Step 2: Place halved squash on trivet in the Instant Pot. Dump 1 cup water into the pot.
Step 3: Close the lide and seal the valve. Cook on HIGH for 10 minutes. Use a 10 minute natural pressure release. If you’re wanting a firmer texture in your squash, 8 minutes of time might be long enough for cooking time.
Step 4: Once done cooking, remove the squash and remove skin by peeling. Set squash to the side.
Step 5: Turn saute mode on Instant Pot. Add oil, once it’s hot, add apples and sautee for 5 minutes.
Step 6: Add diced onions to the pot and saute for 4 minutes. Add in garlic and cook for 1 minute.
Step 7: Stir in the vegetable broth and spices. Close the lid again, seal the valve and cook on HIGH for another 10 minutes.
Step 8: Perform a manual pressure release.
Step 9: Pour soup mixture from Instant Pot into food processor and blend until smooth. Add squash back in and serve with cracked pepper and use coconut milk if desired.
Store: We recommend storing in a Mason Jar and suggest that leftovers be stored in the refrigerator for safekeeping. You should enjoy this soup within 5-7 days of making it. This is a great way to meal prep and meal plan, making this soup early enough to enjoy all week. If you have leftovers, you can easily store this soup in an airtight container or in a mason jar with a lid as well. To put this mixture in the freezer, make sure that you use a freezer-safe container.
Freeze: You can freeze this soup and save it for later easily. Make sure to let it cool all the way before storing it in a flat ziplock bag so it doesn’t accumulate any condensation. Make sure to label it and add it to your FREEZER INVENTORY list. Write your use by date on the paper and the bag or jar. This soup should be used within 6-9 months once frozen.

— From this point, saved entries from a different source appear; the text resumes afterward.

//! Overlap detection and outcome application
//!
//! Pairs are checked once per tick over the store's kind partitions. Every
//! outcome re-checks liveness first, so an entity consumed earlier in the
//! same pass can never be hit twice.

use glam::Vec2;

use super::entity::{Entity, EntityId, EntityKind, EntityStore};
use super::state::{EffectKind, GameEvent, GameState};
use crate::tuning::Tuning;

/// What the resolver did this tick, for the progression state machine
#[derive(Debug, Clone, Default, PartialEq, Eq)]
pub struct CollisionReport {
    pub enemies_destroyed: u32,
    pub boss_hits: u32,
    /// Set on the hit that took the boss to zero
    pub boss_defeated: Option<EntityId>,
    /// Units of damage the player should take, in the order they landed
    pub player_hits: u32,
}

/// Strict axis-aligned box overlap; touching edges do not count
pub fn boxes_overlap(a_pos: Vec2, a_half: Vec2, b_pos: Vec2, b_half: Vec2) -> bool {
    let delta = (a_pos - b_pos).abs();
    let reach = a_half + b_half;
    delta.x < reach.x && delta.y < reach.y
}

pub fn overlaps(a: &Entity, b: &Entity) -> bool {
    boxes_overlap(a.pos, a.half_extents(), b.pos, b.half_extents())
}

/// First active entity of `kind` overlapping `subject`
fn first_overlap(store: &EntityStore, subject: &Entity, kind: EntityKind) -> Option<Entity> {
    store
        .iter_active(kind)
        .find(|other| overlaps(subject, other))
        .copied()
}

/// Resolve all overlaps for this tick
pub fn resolve(state: &mut GameState, store: &mut EntityStore, tuning: &Tuning) -> CollisionReport {
    let mut report = CollisionReport::default();

    bullets_vs_enemies(state, store, tuning, &mut report);
    bullets_vs_boss(state, store, &mut report);
    player_vs(store, EntityKind::Enemy, &mut report);
    player_vs(store, EntityKind::EnemyProjectile, &mut report);
    player_vs(store, EntityKind::BossProjectile, &mut report);

    report
}

fn bullets_vs_enemies(
    state: &mut GameState,
    store: &mut EntityStore,
    tuning: &Tuning,
    report: &mut CollisionReport,
) {
    store.for_each_active(EntityKind::PlayerBullet, |store, bullet_id| {
        let Some(bullet) = store.get(bullet_id).copied() else {
            return;
        };
        let Some(enemy) = first_overlap(store, &bullet, EntityKind::Enemy) else {
            return;
        };

        store.destroy(bullet.id);
        if store.apply_damage(enemy.id, 1) {
            state.score += tuning.enemy_score;
            report.enemies_destroyed += 1;
            state.emit(GameEvent::VisualEffect {
                kind: EffectKind::Puff,
                pos: enemy.pos,
            });
        }
    });
}

fn bullets_vs_boss(state: &mut GameState, store: &mut EntityStore, report: &mut CollisionReport) {
    store.for_each_active(EntityKind::PlayerBullet, |store, bullet_id| {
        // Both flags are re-read per bullet: the boss goes inert on the
        // killing hit and later bullets in the same pass must pass through.
        let Some(boss) = store.boss().copied() else {
            return;
        };
        let Some(bullet) = store.get(bullet_id).copied() else {
            return;
        };
        if !boss.active || !bullet.active || !overlaps(&bullet, &boss) {
            return;
        }

        store.destroy(bullet.id);
        let died = store.apply_damage(boss.id, 1);
        state.boss_health = store.get(boss.id).map_or(0, |b| b.hp);
        report.boss_hits += 1;
        state.emit(GameEvent::VisualEffect {
            kind: EffectKind::Puff,
            pos: boss.pos,
        });

        if died {
            report.boss_defeated = Some(boss.id);
        }
    });
}

/// Player against a hostile partition: the hostile entity is consumed and the
/// player takes one hit
fn player_vs(store: &mut EntityStore, kind: EntityKind, report: &mut CollisionReport) {
    store.for_each_active(kind, |store, hostile_id| {
        let Some(player) = store.player().copied() else {
            return;
        };
        let Some(hostile) = store.get(hostile_id).copied() else {
            return;
        };
        if !player.active || !overlaps(&player, &hostile) {
            return;
        }

        store.destroy(hostile.id);
        report.player_hits += 1;
    });
}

Thaw: Take frozen soup out of freezer and place in refrigerator overnight to star the thawing process. Use a saucepan to reheat the soup when ready.
Reheat: If the soup is frozen, take it out of the freezer and have it unthaw in the fridge overnight. You can then just reheat it on the stove when you’re ready to eat.
- Cooking time does not include the time it takes for the Instant Pot to come up to pressure or the time it takes for the pressure to be released.
- You can use an immersion blender instead of a food processor to blend your soup if you prefer.
- You may need to use tongs to take the Butternut Squash out of the Instant Pot as it’s VERY hot.
- Place a dish towel over the Instant Pot as it releases pressure to help ensure that you don’t get burned by the steam releasing from the pressure cooker.